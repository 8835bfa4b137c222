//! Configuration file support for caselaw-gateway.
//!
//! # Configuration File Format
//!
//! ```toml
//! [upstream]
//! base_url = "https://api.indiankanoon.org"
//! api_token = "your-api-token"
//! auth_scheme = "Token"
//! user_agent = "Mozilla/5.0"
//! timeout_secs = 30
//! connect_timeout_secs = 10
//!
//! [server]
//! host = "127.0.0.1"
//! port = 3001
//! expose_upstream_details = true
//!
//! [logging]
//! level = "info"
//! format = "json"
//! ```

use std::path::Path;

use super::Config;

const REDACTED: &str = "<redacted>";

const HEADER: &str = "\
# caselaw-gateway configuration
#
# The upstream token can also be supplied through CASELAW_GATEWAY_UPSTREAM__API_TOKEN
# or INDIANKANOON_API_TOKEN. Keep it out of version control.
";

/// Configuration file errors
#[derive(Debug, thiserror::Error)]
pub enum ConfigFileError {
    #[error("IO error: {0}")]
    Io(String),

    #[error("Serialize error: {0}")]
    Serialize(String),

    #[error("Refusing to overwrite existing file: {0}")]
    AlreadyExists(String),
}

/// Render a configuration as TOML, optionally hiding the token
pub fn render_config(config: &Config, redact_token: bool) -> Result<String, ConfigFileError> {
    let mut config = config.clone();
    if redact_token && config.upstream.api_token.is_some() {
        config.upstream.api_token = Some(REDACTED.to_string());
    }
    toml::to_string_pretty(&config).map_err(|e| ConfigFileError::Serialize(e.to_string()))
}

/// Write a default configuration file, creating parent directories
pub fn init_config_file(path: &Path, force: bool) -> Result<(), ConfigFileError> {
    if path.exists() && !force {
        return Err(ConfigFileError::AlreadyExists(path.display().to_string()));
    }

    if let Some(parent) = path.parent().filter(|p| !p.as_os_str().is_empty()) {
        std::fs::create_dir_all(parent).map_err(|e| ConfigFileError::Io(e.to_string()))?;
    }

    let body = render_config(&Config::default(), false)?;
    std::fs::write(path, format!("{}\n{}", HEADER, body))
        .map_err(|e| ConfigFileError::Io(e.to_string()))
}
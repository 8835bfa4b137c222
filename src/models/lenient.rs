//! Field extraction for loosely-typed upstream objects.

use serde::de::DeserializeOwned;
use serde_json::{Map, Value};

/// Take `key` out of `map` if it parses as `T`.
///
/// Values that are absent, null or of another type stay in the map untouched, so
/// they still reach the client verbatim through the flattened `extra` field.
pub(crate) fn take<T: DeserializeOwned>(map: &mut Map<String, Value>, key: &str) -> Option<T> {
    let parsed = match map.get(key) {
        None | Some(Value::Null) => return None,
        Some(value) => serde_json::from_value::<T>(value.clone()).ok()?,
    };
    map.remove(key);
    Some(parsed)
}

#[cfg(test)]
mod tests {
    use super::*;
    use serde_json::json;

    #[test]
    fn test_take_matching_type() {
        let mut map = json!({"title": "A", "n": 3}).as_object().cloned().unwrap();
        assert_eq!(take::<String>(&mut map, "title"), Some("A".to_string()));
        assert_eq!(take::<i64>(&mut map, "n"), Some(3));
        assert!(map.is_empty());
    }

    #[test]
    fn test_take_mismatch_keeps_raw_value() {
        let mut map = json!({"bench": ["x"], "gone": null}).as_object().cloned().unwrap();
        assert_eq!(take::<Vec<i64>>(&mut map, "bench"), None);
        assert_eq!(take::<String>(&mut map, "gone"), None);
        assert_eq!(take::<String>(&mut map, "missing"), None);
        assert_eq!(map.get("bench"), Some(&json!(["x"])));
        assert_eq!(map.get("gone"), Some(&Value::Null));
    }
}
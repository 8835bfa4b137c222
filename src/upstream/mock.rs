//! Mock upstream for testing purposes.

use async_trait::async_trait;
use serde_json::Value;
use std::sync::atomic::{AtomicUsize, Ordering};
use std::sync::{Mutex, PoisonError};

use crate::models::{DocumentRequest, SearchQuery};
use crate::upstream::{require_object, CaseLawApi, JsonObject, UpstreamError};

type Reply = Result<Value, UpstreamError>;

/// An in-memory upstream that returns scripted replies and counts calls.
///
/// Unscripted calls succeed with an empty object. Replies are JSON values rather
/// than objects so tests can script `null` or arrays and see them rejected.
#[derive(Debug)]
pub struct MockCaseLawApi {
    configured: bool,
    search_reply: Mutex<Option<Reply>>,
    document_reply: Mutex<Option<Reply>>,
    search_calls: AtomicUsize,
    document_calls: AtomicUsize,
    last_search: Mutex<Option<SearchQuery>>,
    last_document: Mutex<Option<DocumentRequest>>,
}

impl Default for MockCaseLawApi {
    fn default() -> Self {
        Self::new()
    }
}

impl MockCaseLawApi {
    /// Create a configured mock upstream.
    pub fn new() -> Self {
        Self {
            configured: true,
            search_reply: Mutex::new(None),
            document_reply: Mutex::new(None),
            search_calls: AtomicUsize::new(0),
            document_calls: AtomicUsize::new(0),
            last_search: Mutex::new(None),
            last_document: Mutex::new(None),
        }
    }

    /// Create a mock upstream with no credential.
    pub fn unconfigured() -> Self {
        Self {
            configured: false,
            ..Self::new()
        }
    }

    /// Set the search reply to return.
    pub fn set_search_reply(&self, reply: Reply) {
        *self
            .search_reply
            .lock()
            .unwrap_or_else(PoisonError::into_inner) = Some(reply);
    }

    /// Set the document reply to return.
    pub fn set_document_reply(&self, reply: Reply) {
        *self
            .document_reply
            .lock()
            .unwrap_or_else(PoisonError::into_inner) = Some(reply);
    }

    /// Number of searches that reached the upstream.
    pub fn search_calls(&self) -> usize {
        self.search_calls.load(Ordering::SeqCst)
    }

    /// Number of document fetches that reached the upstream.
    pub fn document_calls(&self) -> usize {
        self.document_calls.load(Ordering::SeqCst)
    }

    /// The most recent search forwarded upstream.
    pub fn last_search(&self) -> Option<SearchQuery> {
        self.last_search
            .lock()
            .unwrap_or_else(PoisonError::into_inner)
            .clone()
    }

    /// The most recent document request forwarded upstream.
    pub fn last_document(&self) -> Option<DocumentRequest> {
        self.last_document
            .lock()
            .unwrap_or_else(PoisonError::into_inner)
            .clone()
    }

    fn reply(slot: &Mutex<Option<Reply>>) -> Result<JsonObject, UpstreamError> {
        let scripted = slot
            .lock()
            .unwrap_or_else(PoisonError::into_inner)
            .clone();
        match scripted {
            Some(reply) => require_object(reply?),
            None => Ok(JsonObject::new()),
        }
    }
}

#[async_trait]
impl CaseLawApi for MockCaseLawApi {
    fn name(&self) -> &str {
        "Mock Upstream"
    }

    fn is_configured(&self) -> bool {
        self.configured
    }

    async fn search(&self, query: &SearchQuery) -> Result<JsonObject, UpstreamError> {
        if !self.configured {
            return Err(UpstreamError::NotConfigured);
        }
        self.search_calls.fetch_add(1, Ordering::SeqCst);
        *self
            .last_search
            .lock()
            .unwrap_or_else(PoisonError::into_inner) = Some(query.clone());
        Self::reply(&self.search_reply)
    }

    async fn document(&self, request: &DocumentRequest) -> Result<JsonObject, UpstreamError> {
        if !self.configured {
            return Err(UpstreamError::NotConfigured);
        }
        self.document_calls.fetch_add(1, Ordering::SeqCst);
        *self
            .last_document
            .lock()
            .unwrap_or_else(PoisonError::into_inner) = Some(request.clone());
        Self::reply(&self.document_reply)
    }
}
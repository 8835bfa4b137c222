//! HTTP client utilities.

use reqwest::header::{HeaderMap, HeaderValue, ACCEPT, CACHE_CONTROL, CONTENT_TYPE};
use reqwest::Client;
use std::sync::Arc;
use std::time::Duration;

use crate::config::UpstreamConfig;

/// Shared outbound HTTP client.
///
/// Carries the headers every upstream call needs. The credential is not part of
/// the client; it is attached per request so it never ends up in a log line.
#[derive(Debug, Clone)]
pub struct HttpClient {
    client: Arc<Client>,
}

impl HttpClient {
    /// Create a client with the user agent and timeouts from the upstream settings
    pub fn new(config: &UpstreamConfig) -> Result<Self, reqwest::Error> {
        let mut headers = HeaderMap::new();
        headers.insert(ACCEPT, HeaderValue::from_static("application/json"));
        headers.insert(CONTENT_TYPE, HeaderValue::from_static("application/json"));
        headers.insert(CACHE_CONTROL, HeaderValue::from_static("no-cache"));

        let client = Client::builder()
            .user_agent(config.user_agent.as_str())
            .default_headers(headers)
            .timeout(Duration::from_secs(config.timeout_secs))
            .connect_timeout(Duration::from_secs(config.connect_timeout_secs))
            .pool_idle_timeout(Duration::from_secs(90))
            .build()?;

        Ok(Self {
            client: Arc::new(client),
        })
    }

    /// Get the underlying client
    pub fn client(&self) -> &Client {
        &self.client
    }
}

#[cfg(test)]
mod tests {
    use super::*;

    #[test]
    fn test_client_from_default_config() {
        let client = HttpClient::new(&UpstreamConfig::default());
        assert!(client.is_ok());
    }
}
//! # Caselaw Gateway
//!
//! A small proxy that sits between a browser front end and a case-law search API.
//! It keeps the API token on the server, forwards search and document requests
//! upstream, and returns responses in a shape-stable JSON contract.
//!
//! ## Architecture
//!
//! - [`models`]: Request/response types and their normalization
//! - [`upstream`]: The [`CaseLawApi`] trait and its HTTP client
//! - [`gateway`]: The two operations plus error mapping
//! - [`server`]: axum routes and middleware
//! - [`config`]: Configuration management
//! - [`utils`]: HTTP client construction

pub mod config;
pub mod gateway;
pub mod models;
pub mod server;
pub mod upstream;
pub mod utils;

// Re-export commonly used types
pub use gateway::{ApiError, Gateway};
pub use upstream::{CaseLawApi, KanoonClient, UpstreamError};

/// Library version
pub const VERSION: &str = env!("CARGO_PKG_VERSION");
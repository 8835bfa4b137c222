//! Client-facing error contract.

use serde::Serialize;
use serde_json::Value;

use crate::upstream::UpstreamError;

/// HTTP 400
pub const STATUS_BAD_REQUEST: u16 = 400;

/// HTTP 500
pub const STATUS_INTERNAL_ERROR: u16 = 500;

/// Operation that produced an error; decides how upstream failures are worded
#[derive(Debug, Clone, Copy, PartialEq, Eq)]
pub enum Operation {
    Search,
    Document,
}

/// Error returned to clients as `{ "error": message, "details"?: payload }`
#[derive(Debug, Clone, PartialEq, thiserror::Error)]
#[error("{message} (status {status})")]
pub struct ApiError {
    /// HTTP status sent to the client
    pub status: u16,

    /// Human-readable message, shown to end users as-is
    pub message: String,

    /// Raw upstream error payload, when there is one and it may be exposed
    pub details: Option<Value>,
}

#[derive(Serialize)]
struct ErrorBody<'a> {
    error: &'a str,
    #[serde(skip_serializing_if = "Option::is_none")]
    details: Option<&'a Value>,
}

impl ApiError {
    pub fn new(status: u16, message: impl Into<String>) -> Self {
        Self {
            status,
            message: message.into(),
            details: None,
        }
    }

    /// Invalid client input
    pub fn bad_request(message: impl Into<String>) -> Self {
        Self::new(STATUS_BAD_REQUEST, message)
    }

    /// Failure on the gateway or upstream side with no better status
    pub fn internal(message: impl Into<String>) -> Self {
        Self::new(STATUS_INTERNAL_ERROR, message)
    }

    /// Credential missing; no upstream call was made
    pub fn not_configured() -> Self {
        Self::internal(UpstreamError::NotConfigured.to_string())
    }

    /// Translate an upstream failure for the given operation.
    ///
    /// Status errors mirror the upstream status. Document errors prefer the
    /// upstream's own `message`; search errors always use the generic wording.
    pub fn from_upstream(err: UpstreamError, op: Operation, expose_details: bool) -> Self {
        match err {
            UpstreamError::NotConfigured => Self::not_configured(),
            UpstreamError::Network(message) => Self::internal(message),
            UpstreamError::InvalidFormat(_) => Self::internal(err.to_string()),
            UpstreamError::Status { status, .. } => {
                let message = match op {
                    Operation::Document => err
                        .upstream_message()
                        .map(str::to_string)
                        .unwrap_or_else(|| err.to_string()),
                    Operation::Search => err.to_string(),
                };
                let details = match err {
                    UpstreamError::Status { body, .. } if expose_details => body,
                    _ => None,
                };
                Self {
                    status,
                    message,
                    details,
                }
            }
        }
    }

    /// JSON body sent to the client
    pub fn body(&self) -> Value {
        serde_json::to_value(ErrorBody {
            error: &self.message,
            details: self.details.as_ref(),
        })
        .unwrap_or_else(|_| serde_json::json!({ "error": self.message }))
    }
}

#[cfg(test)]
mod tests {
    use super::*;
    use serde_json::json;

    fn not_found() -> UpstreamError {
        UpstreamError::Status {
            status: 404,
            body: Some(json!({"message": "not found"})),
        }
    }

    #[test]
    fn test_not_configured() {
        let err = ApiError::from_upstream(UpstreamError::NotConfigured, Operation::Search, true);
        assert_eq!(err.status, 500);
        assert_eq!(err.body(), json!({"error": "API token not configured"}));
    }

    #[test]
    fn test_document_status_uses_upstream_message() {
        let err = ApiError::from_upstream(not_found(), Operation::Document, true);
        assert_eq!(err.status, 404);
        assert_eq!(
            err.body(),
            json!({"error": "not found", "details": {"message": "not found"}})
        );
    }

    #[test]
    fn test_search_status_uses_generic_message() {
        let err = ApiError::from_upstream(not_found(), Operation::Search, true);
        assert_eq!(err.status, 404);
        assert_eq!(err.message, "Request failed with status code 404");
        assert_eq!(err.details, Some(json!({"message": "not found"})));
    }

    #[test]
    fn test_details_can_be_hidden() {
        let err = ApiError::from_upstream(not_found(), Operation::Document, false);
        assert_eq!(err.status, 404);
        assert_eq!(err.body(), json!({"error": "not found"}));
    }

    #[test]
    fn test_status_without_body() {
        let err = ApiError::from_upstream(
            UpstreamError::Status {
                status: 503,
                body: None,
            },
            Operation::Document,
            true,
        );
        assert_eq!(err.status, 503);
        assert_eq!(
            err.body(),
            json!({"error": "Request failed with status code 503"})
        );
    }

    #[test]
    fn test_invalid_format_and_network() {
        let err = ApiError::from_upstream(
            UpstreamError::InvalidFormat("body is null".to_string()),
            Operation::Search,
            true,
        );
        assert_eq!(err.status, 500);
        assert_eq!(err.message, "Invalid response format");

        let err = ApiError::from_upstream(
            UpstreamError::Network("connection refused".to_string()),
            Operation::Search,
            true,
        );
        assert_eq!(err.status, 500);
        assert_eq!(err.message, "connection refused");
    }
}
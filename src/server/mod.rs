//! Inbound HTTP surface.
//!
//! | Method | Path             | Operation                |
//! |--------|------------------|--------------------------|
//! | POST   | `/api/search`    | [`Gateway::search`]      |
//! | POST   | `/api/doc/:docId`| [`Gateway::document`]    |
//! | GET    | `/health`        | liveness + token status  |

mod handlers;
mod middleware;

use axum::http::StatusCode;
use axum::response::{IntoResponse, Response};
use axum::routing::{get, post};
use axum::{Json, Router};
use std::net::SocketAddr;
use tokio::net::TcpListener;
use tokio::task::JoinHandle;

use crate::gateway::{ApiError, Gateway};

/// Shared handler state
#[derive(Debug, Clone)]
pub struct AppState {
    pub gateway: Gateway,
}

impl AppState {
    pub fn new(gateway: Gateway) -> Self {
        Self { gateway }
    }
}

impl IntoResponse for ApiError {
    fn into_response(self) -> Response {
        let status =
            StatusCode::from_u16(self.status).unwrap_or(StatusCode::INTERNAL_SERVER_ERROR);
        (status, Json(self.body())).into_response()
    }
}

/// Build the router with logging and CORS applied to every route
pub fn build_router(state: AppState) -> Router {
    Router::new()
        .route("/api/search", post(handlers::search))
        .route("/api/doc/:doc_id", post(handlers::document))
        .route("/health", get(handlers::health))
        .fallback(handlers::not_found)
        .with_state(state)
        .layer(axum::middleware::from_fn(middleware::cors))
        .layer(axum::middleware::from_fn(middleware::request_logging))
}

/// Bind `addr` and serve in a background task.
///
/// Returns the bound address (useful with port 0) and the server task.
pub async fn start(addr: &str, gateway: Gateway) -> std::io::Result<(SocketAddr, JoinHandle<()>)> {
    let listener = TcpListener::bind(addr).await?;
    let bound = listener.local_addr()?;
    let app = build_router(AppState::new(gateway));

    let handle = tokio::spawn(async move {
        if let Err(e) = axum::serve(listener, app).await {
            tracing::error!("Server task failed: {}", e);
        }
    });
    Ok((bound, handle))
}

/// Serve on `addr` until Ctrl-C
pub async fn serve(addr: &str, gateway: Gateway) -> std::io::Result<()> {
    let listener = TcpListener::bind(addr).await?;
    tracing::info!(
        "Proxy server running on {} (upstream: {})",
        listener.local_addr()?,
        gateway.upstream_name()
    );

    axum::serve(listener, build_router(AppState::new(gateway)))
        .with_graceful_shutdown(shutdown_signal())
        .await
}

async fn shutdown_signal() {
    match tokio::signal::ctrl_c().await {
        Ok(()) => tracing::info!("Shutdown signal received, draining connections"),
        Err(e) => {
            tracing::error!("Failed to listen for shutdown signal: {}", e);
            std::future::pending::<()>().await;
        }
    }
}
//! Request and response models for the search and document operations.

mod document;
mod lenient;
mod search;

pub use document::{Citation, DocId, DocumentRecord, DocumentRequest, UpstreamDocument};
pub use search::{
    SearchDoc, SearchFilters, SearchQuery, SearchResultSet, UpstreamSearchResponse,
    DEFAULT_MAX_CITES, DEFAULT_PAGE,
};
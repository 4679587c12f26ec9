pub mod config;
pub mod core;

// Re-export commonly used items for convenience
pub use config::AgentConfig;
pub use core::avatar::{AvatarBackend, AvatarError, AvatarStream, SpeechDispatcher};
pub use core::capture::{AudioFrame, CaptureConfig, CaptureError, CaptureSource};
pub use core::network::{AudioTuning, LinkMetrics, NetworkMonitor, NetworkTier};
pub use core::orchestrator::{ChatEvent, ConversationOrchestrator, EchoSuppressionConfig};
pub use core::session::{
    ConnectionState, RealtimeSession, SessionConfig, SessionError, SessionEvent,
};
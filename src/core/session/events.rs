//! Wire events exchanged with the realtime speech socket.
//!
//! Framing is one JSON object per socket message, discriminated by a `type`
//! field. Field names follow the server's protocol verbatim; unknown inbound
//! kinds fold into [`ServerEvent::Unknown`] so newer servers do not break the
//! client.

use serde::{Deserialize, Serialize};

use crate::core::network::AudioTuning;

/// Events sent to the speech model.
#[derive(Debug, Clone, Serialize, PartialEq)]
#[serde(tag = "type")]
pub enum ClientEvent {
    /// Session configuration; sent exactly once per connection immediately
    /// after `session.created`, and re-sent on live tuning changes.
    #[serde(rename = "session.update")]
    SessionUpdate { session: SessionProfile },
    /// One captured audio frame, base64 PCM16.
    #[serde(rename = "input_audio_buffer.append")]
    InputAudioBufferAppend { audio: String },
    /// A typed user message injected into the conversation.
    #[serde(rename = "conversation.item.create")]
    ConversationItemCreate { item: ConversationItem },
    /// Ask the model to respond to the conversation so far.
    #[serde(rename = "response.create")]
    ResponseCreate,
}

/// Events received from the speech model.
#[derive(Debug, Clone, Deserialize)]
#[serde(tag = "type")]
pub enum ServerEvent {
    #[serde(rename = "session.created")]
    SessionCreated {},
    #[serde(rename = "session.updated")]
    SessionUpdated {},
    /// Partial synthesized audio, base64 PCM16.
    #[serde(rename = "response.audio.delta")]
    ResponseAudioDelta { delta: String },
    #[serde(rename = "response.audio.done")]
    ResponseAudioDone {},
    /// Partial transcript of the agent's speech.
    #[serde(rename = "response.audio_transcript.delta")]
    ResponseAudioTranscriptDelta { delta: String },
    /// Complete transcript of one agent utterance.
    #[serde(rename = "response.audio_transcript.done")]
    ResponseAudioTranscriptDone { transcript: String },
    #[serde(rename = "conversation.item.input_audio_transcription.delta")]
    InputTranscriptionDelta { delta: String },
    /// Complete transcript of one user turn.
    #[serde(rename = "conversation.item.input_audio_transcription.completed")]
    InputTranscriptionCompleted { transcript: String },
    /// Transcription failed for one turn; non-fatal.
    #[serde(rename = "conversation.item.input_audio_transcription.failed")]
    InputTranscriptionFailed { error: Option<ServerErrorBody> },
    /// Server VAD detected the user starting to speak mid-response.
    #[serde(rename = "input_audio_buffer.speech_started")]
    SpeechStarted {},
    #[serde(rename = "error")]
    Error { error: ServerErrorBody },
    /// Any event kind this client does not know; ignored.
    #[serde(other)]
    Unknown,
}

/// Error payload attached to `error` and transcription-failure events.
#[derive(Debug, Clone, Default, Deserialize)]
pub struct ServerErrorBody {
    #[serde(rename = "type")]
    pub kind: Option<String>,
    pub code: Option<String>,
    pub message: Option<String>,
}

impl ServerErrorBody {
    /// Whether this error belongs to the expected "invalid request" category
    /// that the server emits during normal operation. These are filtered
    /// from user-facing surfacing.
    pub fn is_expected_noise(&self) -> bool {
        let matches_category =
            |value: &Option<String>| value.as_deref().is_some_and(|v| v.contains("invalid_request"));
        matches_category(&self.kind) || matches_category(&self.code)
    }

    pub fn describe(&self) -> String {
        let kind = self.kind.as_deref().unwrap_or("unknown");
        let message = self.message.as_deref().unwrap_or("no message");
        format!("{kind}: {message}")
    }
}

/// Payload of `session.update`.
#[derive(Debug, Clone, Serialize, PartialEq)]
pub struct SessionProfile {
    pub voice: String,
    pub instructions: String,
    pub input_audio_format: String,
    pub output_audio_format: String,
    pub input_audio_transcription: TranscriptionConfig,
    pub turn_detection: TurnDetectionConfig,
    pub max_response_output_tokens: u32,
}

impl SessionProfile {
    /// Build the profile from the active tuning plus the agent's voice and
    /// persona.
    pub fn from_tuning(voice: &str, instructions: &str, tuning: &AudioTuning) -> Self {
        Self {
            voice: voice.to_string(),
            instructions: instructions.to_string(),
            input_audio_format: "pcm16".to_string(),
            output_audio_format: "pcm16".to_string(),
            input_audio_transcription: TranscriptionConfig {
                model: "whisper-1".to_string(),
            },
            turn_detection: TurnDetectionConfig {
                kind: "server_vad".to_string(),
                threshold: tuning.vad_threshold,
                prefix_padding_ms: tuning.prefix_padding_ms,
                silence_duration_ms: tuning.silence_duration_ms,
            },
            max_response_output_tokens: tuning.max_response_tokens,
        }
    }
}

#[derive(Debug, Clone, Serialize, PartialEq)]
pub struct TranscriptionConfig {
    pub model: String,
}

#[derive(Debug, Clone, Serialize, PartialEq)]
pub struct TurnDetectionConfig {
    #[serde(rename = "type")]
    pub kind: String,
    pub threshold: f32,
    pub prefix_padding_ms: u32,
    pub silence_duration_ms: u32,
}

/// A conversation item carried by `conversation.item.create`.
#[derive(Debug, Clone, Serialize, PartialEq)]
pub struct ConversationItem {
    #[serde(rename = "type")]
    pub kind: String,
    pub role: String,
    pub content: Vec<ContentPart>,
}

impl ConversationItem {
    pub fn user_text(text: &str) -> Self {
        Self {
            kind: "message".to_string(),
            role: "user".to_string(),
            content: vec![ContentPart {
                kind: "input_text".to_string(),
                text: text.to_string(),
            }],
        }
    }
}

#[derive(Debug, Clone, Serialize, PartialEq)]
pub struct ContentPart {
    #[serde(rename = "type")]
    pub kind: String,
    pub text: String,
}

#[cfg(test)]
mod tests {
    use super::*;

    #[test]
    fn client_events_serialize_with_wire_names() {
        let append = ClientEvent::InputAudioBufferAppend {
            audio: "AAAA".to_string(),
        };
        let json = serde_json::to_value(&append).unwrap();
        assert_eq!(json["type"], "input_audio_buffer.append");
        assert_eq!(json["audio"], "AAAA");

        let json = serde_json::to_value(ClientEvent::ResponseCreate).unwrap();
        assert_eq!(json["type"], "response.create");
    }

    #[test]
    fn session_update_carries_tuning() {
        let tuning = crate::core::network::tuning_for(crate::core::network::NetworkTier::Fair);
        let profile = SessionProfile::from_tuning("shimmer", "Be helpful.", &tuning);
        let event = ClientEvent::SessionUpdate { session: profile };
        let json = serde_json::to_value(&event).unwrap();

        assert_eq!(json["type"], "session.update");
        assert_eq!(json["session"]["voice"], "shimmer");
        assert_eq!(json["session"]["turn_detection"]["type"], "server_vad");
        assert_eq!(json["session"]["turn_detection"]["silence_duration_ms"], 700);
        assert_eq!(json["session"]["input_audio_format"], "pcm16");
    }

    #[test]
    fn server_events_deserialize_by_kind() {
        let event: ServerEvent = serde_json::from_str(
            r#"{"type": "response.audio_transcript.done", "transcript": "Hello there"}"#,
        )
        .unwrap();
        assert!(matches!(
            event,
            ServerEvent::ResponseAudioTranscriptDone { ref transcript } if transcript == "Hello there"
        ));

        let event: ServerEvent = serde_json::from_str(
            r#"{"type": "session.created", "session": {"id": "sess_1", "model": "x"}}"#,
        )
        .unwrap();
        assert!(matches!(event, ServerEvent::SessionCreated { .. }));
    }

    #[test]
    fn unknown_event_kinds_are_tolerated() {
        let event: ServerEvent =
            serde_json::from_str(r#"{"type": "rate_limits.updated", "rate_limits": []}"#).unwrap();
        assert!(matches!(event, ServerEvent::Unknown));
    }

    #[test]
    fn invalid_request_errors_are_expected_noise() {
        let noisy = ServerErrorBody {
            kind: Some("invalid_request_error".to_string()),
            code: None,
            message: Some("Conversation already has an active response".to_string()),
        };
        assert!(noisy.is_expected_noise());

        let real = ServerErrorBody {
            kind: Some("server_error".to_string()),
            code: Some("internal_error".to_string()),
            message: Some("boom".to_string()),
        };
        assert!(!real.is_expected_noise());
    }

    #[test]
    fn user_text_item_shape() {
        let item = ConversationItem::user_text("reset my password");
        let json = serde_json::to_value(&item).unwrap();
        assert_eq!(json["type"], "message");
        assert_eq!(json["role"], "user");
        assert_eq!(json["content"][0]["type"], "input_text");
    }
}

____________________

Aim of the task: Reproduce exactly, and only, the lines from the start of the entries through the one that contains "if path.exists() &&".

Answer below:
repository 8835bfa4b137c222
//! Configuration file support for caselaw-gateway.
//!
//! # Configuration File Format
//!
//! ```toml
//! [upstream]
//! base_url = "https://api.indiankanoon.org"
//! api_token = "your-api-token"
//! auth_scheme = "Token"
//! user_agent = "Mozilla/5.0"
//! timeout_secs = 30
//! connect_timeout_secs = 10
//!
//! [server]
//! host = "127.0.0.1"
//! port = 3001
//! expose_upstream_details = true
//!
//! [logging]
//! level = "info"
//! format = "json"
//! ```

use std::path::Path;

use super::Config;

const REDACTED: &str = "<redacted>";

const HEADER: &str = "\
# caselaw-gateway configuration
#
# The upstream token can also be supplied through CASELAW_GATEWAY_UPSTREAM__API_TOKEN
# or INDIANKANOON_API_TOKEN. Keep it out of version control.
";

/// Configuration file errors
#[derive(Debug, thiserror::Error)]
pub enum ConfigFileError {
    #[error("IO error: {0}")]
    Io(String),

    #[error("Serialize error: {0}")]
    Serialize(String),

    #[error("Refusing to overwrite existing file: {0}")]
    AlreadyExists(String),
}

/// Render a configuration as TOML, optionally hiding the token
pub fn render_config(config: &Config, redact_token: bool) -> Result<String, ConfigFileError> {
    let mut config = config.clone();
    if redact_token && config.upstream.api_token.is_some() {
        config.upstream.api_token = Some(REDACTED.to_string());
    }
    toml::to_string_pretty(&config).map_err(|e| ConfigFileError::Serialize(e.to_string()))
}

/// Write a default configuration file, creating parent directories
pub fn init_config_file(path: &Path, force: bool) -> Result<(), ConfigFileError> {
    if path.exists() && !force {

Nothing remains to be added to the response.